Whenever "field" occurs in a line of the material, list that line.

--- --- ---

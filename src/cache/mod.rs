//! Cache module for exchange-rate tables
//!
//! This module provides a rate cache that keeps the most recently fetched table
//! in memory for a configurable TTL, retries failed fetches with exponential
//! backoff, and falls back to the previous table (flagged stale) when the
//! provider stays unavailable.

mod manager;
mod retry;

pub use manager::{CacheEntry, RateCache, RatesSnapshot, DEFAULT_TTL};
pub use retry::{fetch_with_retry, RetryPolicy, DEFAULT_BASE_DELAY, DEFAULT_MAX_ATTEMPTS};
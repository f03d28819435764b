//! Core data models for fxconv
//!
//! Currency codes, rate tables and the rates returned by the exchange-rate
//! provider, plus the provider client itself.

pub mod rates;
#[cfg(test)]
pub(crate) mod testing;

pub use rates::{ExchangeRatesClient, RateError, RateSource};

use std::collections::BTreeMap;
use std::fmt;
use std::str::FromStr;

use chrono::NaiveDate;
use serde::{Deserialize, Serialize};
use thiserror::Error;

/// Errors produced when parsing a currency code
#[derive(Debug, Clone, PartialEq, Eq, Error)]
pub enum CurrencyCodeError {
    /// The code was empty after trimming
    #[error("currency code must not be empty")]
    Empty,

    /// The code contained something other than ASCII letters
    #[error("invalid currency code: '{0}'")]
    Invalid(String),
}

/// An uppercase, ISO 4217-like currency code such as `USD` or `EUR`
///
/// Parsing trims whitespace and uppercases the input, so `" eur"` and `"EUR"`
/// compare equal.
#[derive(Debug, Clone, PartialEq, Eq, PartialOrd, Ord, Hash, Serialize, Deserialize)]
#[serde(try_from = "String", into = "String")]
pub struct CurrencyCode(String);

impl CurrencyCode {
    /// Parses and normalizes a currency code
    pub fn parse(s: &str) -> Result<Self, CurrencyCodeError> {
        let trimmed = s.trim();
        if trimmed.is_empty() {
            return Err(CurrencyCodeError::Empty);
        }
        if !trimmed.chars().all(|c| c.is_ascii_alphabetic()) {
            return Err(CurrencyCodeError::Invalid(trimmed.to_string()));
        }
        Ok(Self(trimmed.to_ascii_uppercase()))
    }

    /// Wraps a code known at compile time to be valid
    pub(crate) fn from_static(code: &'static str) -> Self {
        debug_assert!(Self::parse(code).is_ok_and(|c| c.as_str() == code));
        Self(code.to_string())
    }

    /// Returns the code as a string slice
    pub fn as_str(&self) -> &str {
        &self.0
    }
}

impl fmt::Display for CurrencyCode {
    fn fmt(&self, f: &mut fmt::Formatter<'_>) -> fmt::Result {
        f.write_str(&self.0)
    }
}

impl FromStr for CurrencyCode {
    type Err = CurrencyCodeError;

    fn from_str(s: &str) -> Result<Self, Self::Err> {
        Self::parse(s)
    }
}

impl TryFrom<String> for CurrencyCode {
    type Error = CurrencyCodeError;

    fn try_from(value: String) -> Result<Self, Self::Error> {
        Self::parse(&value)
    }
}

impl From<CurrencyCode> for String {
    fn from(code: CurrencyCode) -> Self {
        code.0
    }
}

/// Exchange rates relative to a base currency
///
/// Every stored rate is finite and strictly positive. Entries are kept sorted
/// by currency code so listings are stable.
#[derive(Debug, Clone, Default, PartialEq, Serialize)]
#[serde(transparent)]
pub struct RateTable(BTreeMap<CurrencyCode, f64>);

impl RateTable {
    /// Creates an empty rate table
    pub const fn new() -> Self {
        Self(BTreeMap::new())
    }

    /// Inserts a rate, ignoring values that are not finite and positive
    ///
    /// Returns `true` if the rate was stored.
    pub fn insert(&mut self, code: CurrencyCode, rate: f64) -> bool {
        if rate.is_finite() && rate > 0.0 {
            self.0.insert(code, rate);
            true
        } else {
            false
        }
    }

    /// Returns the rate for a currency, if present
    pub fn get(&self, code: &CurrencyCode) -> Option<f64> {
        self.0.get(code).copied()
    }

    /// Returns whether the table holds a rate for the currency
    pub fn contains(&self, code: &CurrencyCode) -> bool {
        self.0.contains_key(code)
    }

    pub fn len(&self) -> usize {
        self.0.len()
    }

    pub fn is_empty(&self) -> bool {
        self.0.is_empty()
    }

    /// Iterates over `(code, rate)` pairs in code order
    pub fn iter(&self) -> impl Iterator<Item = (&CurrencyCode, f64)> {
        self.0.iter().map(|(code, rate)| (code, *rate))
    }
}

impl FromIterator<(CurrencyCode, f64)> for RateTable {
    fn from_iter<I: IntoIterator<Item = (CurrencyCode, f64)>>(iter: I) -> Self {
        let mut table = RateTable::new();
        for (code, rate) in iter {
            table.insert(code, rate);
        }
        table
    }
}

/// A validated response from the exchange-rate provider
#[derive(Debug, Clone, PartialEq, Serialize)]
pub struct FetchedRates {
    /// Base currency echoed back by the provider
    pub base: CurrencyCode,
    /// Date the provider reports for the rates, if it sent a parseable one
    pub date: Option<NaiveDate>,
    /// Rates relative to `base`
    pub rates: RateTable,
}
//! Scripted rate sources for unit tests

use std::collections::VecDeque;
use std::sync::atomic::{AtomicUsize, Ordering};
use std::sync::Mutex;
use std::time::Duration;

use async_trait::async_trait;

use super::{CurrencyCode, FetchedRates, RateError, RateSource};

pub fn code(s: &str) -> CurrencyCode {
    CurrencyCode::parse(s).unwrap()
}

/// One scripted response: how long the "request" takes and what it returns
struct Step {
    delay: Duration,
    result: Result<FetchedRates, RateError>,
}

/// Rate source that replays a script of responses in call order
///
/// Once the script runs out every call fails with a network error.
#[derive(Default)]
pub struct ScriptedSource {
    steps: Mutex<VecDeque<Step>>,
    calls: AtomicUsize,
}

impl ScriptedSource {
    pub fn new() -> Self {
        Self::default()
    }

    pub fn then_ok(self, base: &str, pairs: &[(&str, f64)]) -> Self {
        self.then_ok_after(Duration::ZERO, base, pairs)
    }

    pub fn then_ok_after(self, delay: Duration, base: &str, pairs: &[(&str, f64)]) -> Self {
        let fetched = FetchedRates {
            base: code(base),
            date: None,
            rates: pairs.iter().map(|(c, r)| (code(c), *r)).collect(),
        };
        self.push(delay, Ok(fetched))
    }

    pub fn then_err(self, err: RateError) -> Self {
        self.push(Duration::ZERO, Err(err))
    }

    fn push(self, delay: Duration, result: Result<FetchedRates, RateError>) -> Self {
        self.steps.lock().unwrap().push_back(Step { delay, result });
        self
    }

    /// Number of fetches made so far
    pub fn calls(&self) -> usize {
        self.calls.load(Ordering::SeqCst)
    }
}

#[async_trait]
impl RateSource for ScriptedSource {
    async fn fetch(&self, _base: &CurrencyCode) -> Result<FetchedRates, RateError> {
        self.calls.fetch_add(1, Ordering::SeqCst);
        let step = self.steps.lock().unwrap().pop_front();
        match step {
            Some(step) => {
                tokio::time::sleep(step.delay).await;
                step.result
            }
            None => Err(RateError::NetworkError("script exhausted".to_string())),
        }
    }
}
impl<S: RateSource + 'static> ConverterStore<S> {
    /// Creates a store converting 1 USD to EUR on top of `cache`
    pub fn new(cache: RateCache<S>) -> Self {
        Self::with_shared_cache(Arc::new(cache))
    }

    /// Creates a store on a cache that is also used elsewhere (e.g. by a
    /// background refresher)
    pub fn with_shared_cache(cache: Arc<RateCache<S>>) -> Self {
        Self {
            amount: 1.0,
            from_currency: CurrencyCode::from_static(DEFAULT_FROM),
            to_currency: CurrencyCode::from_static(DEFAULT_TO),
            rates: None,
            loading: false,
            error: None,
            last_updated: None,
            rates_date: None,
            is_stale: false,
            needs_refresh: true,
            theme: Theme::default(),
            refresh_seq: 0,
            cache,
        }
    }

    /// The cache backing this store
    pub fn cache(&self) -> Arc<RateCache<S>> {
        Arc::clone(&self.cache)
    }

    /// Sets the amount; non-finite values become 0
    pub fn set_amount(&mut self, amount: f64) {
        self.amount = if amount.is_finite() { amount } else { 0.0 };
    }

    /// Sets the amount from user input; empty or invalid text becomes 0
    pub fn set_amount_text(&mut self, text: &str) {
        self.amount = parse_amount(text);
    }

    /// Changes the from-currency, flagging a refresh when it differs
    pub fn set_from_currency(&mut self, currency: CurrencyCode) {
        if currency != self.from_currency {
            self.from_currency = currency;
            self.needs_refresh = true;
        }
    }

    pub fn set_to_currency(&mut self, currency: CurrencyCode) {
        self.to_currency = currency;
    }

    /// Exchanges the from- and to-currency
    pub fn swap_currencies(&mut self) {
        std::mem::swap(&mut self.from_currency, &mut self.to_currency);
        if self.from_currency != self.to_currency {
            self.needs_refresh = true;
        }
    }

    pub fn toggle_theme(&mut self) {
        self.theme = self.theme.toggled();
    }

    /// Marks a refresh for the current from-currency as started
    pub fn begin_refresh(&mut self) -> RefreshTicket {
        self.refresh_seq += 1;
        self.loading = true;
        self.error = None;
        RefreshTicket {
            base: self.from_currency.clone(),
            seq: self.refresh_seq,
        }
    }

    /// Applies the outcome of the refresh identified by `ticket`
    ///
    /// A result for a from-currency that is no longer selected is discarded.
    /// Errors are recorded as a user-facing message and also returned.
    pub fn finish_refresh(
        &mut self,
        ticket: RefreshTicket,
        result: Result<RatesSnapshot, RateError>,
    ) -> Result<(), RateError> {
        if ticket.seq == self.refresh_seq {
            self.loading = false;
        }
        if ticket.base != self.from_currency {
            tracing::debug!(
                base = %ticket.base,
                current = %self.from_currency,
                "discarding rates for a superseded currency"
            );
            return Ok(());
        }

        match result {
            Ok(snapshot) => {
                self.apply_snapshot(snapshot);
                Ok(())
            }
            Err(err) => {
                tracing::error!(base = %ticket.base, error = %err, "failed to fetch exchange rates");
                self.error = Some(user_message(&err));
                self.is_stale = false;
                Err(err)
            }
        }
    }

    /// Fetches rates for the current from-currency through the cache
    pub async fn refresh_rates(&mut self) -> Result<(), RateError> {
        let ticket = self.begin_refresh();
        let result = self.cache.get_rates(&ticket.base).await;
        self.finish_refresh(ticket, result)
    }

    /// Applies a message from the background refresher
    pub fn apply_refresh_message(&mut self, message: RefreshMessage) {
        match message {
            RefreshMessage::RefreshStarted { base } => {
                if base == self.from_currency {
                    self.loading = true;
                }
            }
            RefreshMessage::RatesUpdated { base, snapshot } => {
                if base == self.from_currency {
                    self.loading = false;
                    self.apply_snapshot(snapshot);
                }
            }
            RefreshMessage::RefreshError { base, error } => {
                if base == self.from_currency {
                    self.loading = false;
                    self.error = Some(user_message(&error));
                    self.is_stale = false;
                }
            }
        }
    }

    fn apply_snapshot(&mut self, snapshot: RatesSnapshot) {
        if snapshot.is_stale {
            tracing::warn!(base = %snapshot.entry.base, "using stale exchange rate data");
        }
        self.error = snapshot
            .warning
            .as_ref()
            .map(|w| format!("Using cached data: {}", user_message(w)));
        self.is_stale = snapshot.is_stale;
        self.last_updated = Some(snapshot.entry.fetched_at);
        self.rates_date = snapshot.entry.fetched.date;
        self.needs_refresh = false;
        self.rates = Some(snapshot);
    }

    /// The rates currently in use, or an empty table before the first fetch
    pub fn rate_table(&self) -> &RateTable {
        static EMPTY: RateTable = RateTable::new();
        self.rates.as_ref().map(|s| s.rates()).unwrap_or(&EMPTY)
    }

    /// Converts the current amount with the current selection and rates
    pub fn conversion(&self) -> ConversionResult {
        convert(
            self.amount,
            &self.from_currency,
            &self.to_currency,
            self.rate_table(),
        )
    }
}
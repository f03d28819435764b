//! fxconv library
//!
//! Rate fetching, caching and conversion for the fxconv currency converter.
//! Exposed as a library so the binary and the integration tests share it.

pub mod app;
pub mod cache;
pub mod cli;
pub mod config;
pub mod convert;
pub mod data;
pub mod refresh;
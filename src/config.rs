//! Startup configuration for fxconv
//!
//! Turns parsed CLI arguments (with their environment fallbacks) into a
//! validated [`Config`]. A missing API key is a startup error, never a
//! runtime one.

use std::fmt;
use std::time::Duration;

use thiserror::Error;

use crate::cache::{RateCache, RetryPolicy};
use crate::cli::Cli;
use crate::data::ExchangeRatesClient;

/// Errors that prevent the application from starting
#[derive(Debug, Error)]
pub enum ConfigError {
    /// No API key was supplied
    #[error(
        "Exchange Rate API key is not set. Set EXCHANGE_RATE_API_KEY (for example in a .env file) \
         or pass --api-key. Get a free API key from: https://apilayer.com/marketplace/exchangerates_data-api"
    )]
    MissingApiKey,

    /// At least one fetch attempt is needed
    #[error("--attempts must be at least 1")]
    NoAttempts,

    /// A zero timeout would fail every request
    #[error("--timeout must be greater than zero")]
    ZeroTimeout,

    /// The HTTP client could not be created
    #[error("failed to build HTTP client: {0}")]
    HttpClient(#[from] reqwest::Error),
}

/// Validated settings for the provider client and the rate cache
#[derive(Clone)]
pub struct Config {
    pub api_key: String,
    pub base_url: String,
    pub request_timeout: Duration,
    pub retry: RetryPolicy,
    pub ttl: Duration,
}

impl fmt::Debug for Config {
    fn fmt(&self, f: &mut fmt::Formatter<'_>) -> fmt::Result {
        f.debug_struct("Config")
            .field("api_key", &"<redacted>")
            .field("base_url", &self.base_url)
            .field("request_timeout", &self.request_timeout)
            .field("retry", &self.retry)
            .field("ttl", &self.ttl)
            .finish()
    }
}

impl Config {
    /// Creates a Config from parsed CLI arguments.
    ///
    /// # Returns
    /// * `Ok(Config)` with the validated settings
    /// * `Err(ConfigError)` if the API key is missing or a setting is unusable
    pub fn from_cli(cli: &Cli) -> Result<Self, ConfigError> {
        let api_key = cli
            .api_key
            .as_deref()
            .map(str::trim)
            .filter(|key| !key.is_empty())
            .ok_or(ConfigError::MissingApiKey)?
            .to_string();

        if cli.attempts == 0 {
            return Err(ConfigError::NoAttempts);
        }
        if cli.timeout == 0 {
            return Err(ConfigError::ZeroTimeout);
        }

        Ok(Config {
            api_key,
            base_url: cli.base_url.clone(),
            request_timeout: Duration::from_secs(cli.timeout),
            retry: RetryPolicy::new(cli.attempts, Duration::from_millis(cli.retry_delay_ms)),
            ttl: Duration::from_secs(cli.ttl.saturating_mul(60)),
        })
    }

    /// Builds the provider client described by this config
    pub fn client(&self) -> Result<ExchangeRatesClient, ConfigError> {
        let client = ExchangeRatesClient::new(self.api_key.clone(), self.request_timeout)?
            .with_base_url(self.base_url.clone());
        Ok(client)
    }

    /// Builds an empty rate cache in front of the provider client
    pub fn rate_cache(&self) -> Result<RateCache<ExchangeRatesClient>, ConfigError> {
        Ok(RateCache::new(self.client()?)
            .with_policy(self.retry)
            .with_ttl(self.ttl))
    }
}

--- --- ---

> _WRITTEN ANSWER_
            .field("api_key", &"<redacted>")
            .field("base_url", &self.base_url)
            .field("request_timeout", &self.request_timeout)
            .field("retry", &self.retry)
            .field("ttl", &self.ttl)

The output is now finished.